1. It all starts with my Nikon D700 camera Picture Control settings. I use a setting which brings out very good skin tones and allows me to shoot in JPEG for People events.
2. When I ingest or import the photos on my computer using Aperture 3 into a new Project, I have an Import Pre-Set specifically for the Picture Control which adds some color vibrancy, a bit of contrast, auto-levels and sharpening. This gets the photos very close to being processed and saves me oodles of time. The pre-set adds generic captions, keywords, location, ownership and copyright to each photo’s metadata. Import Pre-sets are immensely useful and time saving.
3. After importing, I immediately backup the photos onto an external hard drive. Later, I will upload to a Smugmug.com gallery under my Backup category. I usually do that overnight.
4. For these sporting events, I then break out each game into a separate album within the overall project and, using Aperture 3’s batch processing, add more keywords like each team’s name and division. This further describes the photos making it easier for people searching on the Internet to find the photos.

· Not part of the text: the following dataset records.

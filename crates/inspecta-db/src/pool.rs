//! # Connection Pool
//!
//! ```text
//! ┌─────────────────────────────────────────────────────────────────────────┐
//! │  DbConfig ──► Database::new ──► SqlitePool ──► MIGRATOR                 │
//! │                     │                                                   │
//! │                     ├── sessions()       cash_sessions                  │
//! │                     ├── movements()      cash_movements                 │
//! │                     ├── notifications()  close_notifications            │
//! │                     └── treasury()       treasury_movements, settings   │
//! └─────────────────────────────────────────────────────────────────────────┘
//! ```
//!
//! File databases run in WAL mode so dashboards reading summaries do not
//! block the cashier appending movements. Every connection enforces foreign
//! keys and waits up to `busy_timeout` for a competing writer.

use sqlx::sqlite::{SqliteConnectOptions, SqliteJournalMode, SqlitePoolOptions, SqliteSynchronous};
use sqlx::SqlitePool;
use std::path::PathBuf;
use std::str::FromStr;
use std::time::Duration;
use tracing::info;

use crate::error::{DbError, DbResult};
use crate::migrations::{self, MigrationStatus};
use crate::repository::movement::MovementRepository;
use crate::repository::notification::NotificationRepository;
use crate::repository::session::SessionRepository;
use crate::repository::treasury::TreasuryRepository;

const IN_MEMORY: &str = ":memory:";

/// How to reach the database.
///
/// ```rust,ignore
/// let config = DbConfig::new("/srv/inspecta/inspecta.db").max_connections(8);
/// ```
#[derive(Debug, Clone)]
pub struct DbConfig {
    /// SQLite file (created if missing), or `:memory:`.
    pub path: PathBuf,
    pub max_connections: u32,
    /// How long a caller waits for a free connection.
    pub acquire_timeout: Duration,
    /// How long a statement waits on a locked database.
    pub busy_timeout: Duration,
    /// Apply pending migrations on open.
    pub migrate: bool,
}

impl DbConfig {
    pub fn new(path: impl Into<PathBuf>) -> Self {
        DbConfig {
            path: path.into(),
            max_connections: 5,
            acquire_timeout: Duration::from_secs(30),
            busy_timeout: Duration::from_secs(5),
            migrate: true,
        }
    }

    /// A private database that lives as long as the pool.
    ///
    /// Each `:memory:` connection is its own database, so the pool holds
    /// exactly one connection and never lets it idle out.
    pub fn in_memory() -> Self {
        DbConfig {
            max_connections: 1,
            acquire_timeout: Duration::from_secs(5),
            ..DbConfig::new(IN_MEMORY)
        }
    }

    pub fn max_connections(mut self, max: u32) -> Self {
        self.max_connections = max;
        self
    }

    pub fn busy_timeout(mut self, timeout: Duration) -> Self {
        self.busy_timeout = timeout;
        self
    }

    pub fn migrate(mut self, migrate: bool) -> Self {
        self.migrate = migrate;
        self
    }

    pub fn is_in_memory(&self) -> bool {
        self.path.as_os_str() == IN_MEMORY
    }

    fn connect_options(&self) -> DbResult<SqliteConnectOptions> {
        let base = if self.is_in_memory() {
            SqliteConnectOptions::from_str("sqlite::memory:")
                .map_err(|e| DbError::ConnectionFailed(e.to_string()))?
        } else {
            SqliteConnectOptions::new()
                .filename(&self.path)
                .create_if_missing(true)
                .journal_mode(SqliteJournalMode::Wal)
        };

        Ok(base
            .synchronous(SqliteSynchronous::Normal)
            .foreign_keys(true)
            .busy_timeout(self.busy_timeout))
    }

    fn pool_options(&self) -> SqlitePoolOptions {
        let options = SqlitePoolOptions::new()
            .max_connections(self.max_connections)
            .min_connections(1)
            .acquire_timeout(self.acquire_timeout);

        if self.is_in_memory() {
            options.idle_timeout(None).max_lifetime(None)
        } else {
            options.idle_timeout(Duration::from_secs(600))
        }
    }
}

/// Handle to the back-office database. Clones share one pool.
#[derive(Debug, Clone)]
pub struct Database {
    pool: SqlitePool,
}

impl Database {
    pub async fn new(config: DbConfig) -> DbResult<Self> {
        let pool = config
            .pool_options()
            .connect_with(config.connect_options()?)
            .await
            .map_err(|e| DbError::ConnectionFailed(e.to_string()))?;

        info!(
            path = %config.path.display(),
            max_connections = config.max_connections,
            "Database opened"
        );

        let db = Database { pool };
        if config.migrate {
            db.run_migrations().await?;
        }
        Ok(db)
    }

    /// A fresh, migrated in-memory database.
    pub async fn in_memory() -> DbResult<Self> {
        Self::new(DbConfig::in_memory()).await
    }

    pub async fn run_migrations(&self) -> DbResult<()> {
        migrations::run_migrations(&self.pool).await
    }

    pub async fn migration_status(&self) -> DbResult<MigrationStatus> {
        migrations::migration_status(&self.pool).await
    }

    /// Raw pool, for callers that need a query no repository offers.
    pub fn pool(&self) -> &SqlitePool {
        &self.pool
    }

    pub fn sessions(&self) -> SessionRepository {
        SessionRepository::new(self.pool.clone())
    }

    pub fn movements(&self) -> MovementRepository {
        MovementRepository::new(self.pool.clone())
    }

    pub fn notifications(&self) -> NotificationRepository {
        NotificationRepository::new(self.pool.clone())
    }

    pub fn treasury(&self) -> TreasuryRepository {
        TreasuryRepository::new(self.pool.clone())
    }

    /// Waits for checked-out connections and closes the pool.
    pub async fn close(&self) {
        self.pool.close().await;
        info!("Database closed");
    }

    pub async fn health_check(&self) -> bool {
        sqlx::query("SELECT 1").execute(&self.pool).await.is_ok()
    }
}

5. Editing each photo is done in two passes. In the first pass I look for focus issues and composition. In a burst of photos, the camera may miss focus on the first one or two photos depending on the lens I use. When following a player or the action, I may not be aware of other players, referees, umpires or background elements in the frame which can ruin a photo. All those photos I mark rejected and later delete. On the second pass, I give a rating of 1 Star for the photos I feel are good enough to do final processing on.
6. Processing or finishing. I go through each 1 Star photo and really look at each one. If I still like it, I crop the photo and then do final adjustments. If I do not, I mark it rejected. You crop before adjustments so you only adjust what the final photo will look like. Adjustments I normally do is straightening, pulling back highlights, opening up shadows, add contrast and/or brightness. Each finished photo gets a 2 Star rating.
7. Once I finish up a game, I upload them to a gallery on Smugmug.com for viewing by the players, coaches and families where, if I have done my job right, they will purchase them.
Whew, that is a lot of work. Now, in a burst of photos, I will select just one or two of them which drastically reduces the number of photos I end up processing. Got all this? Good! I need to get back to work. Have another event this weekend.
WOW..it sounds like you have all of your processing down to an art. Thanks for the info. on how you do it all, it will come in hand sometime when I am trying to get more organized.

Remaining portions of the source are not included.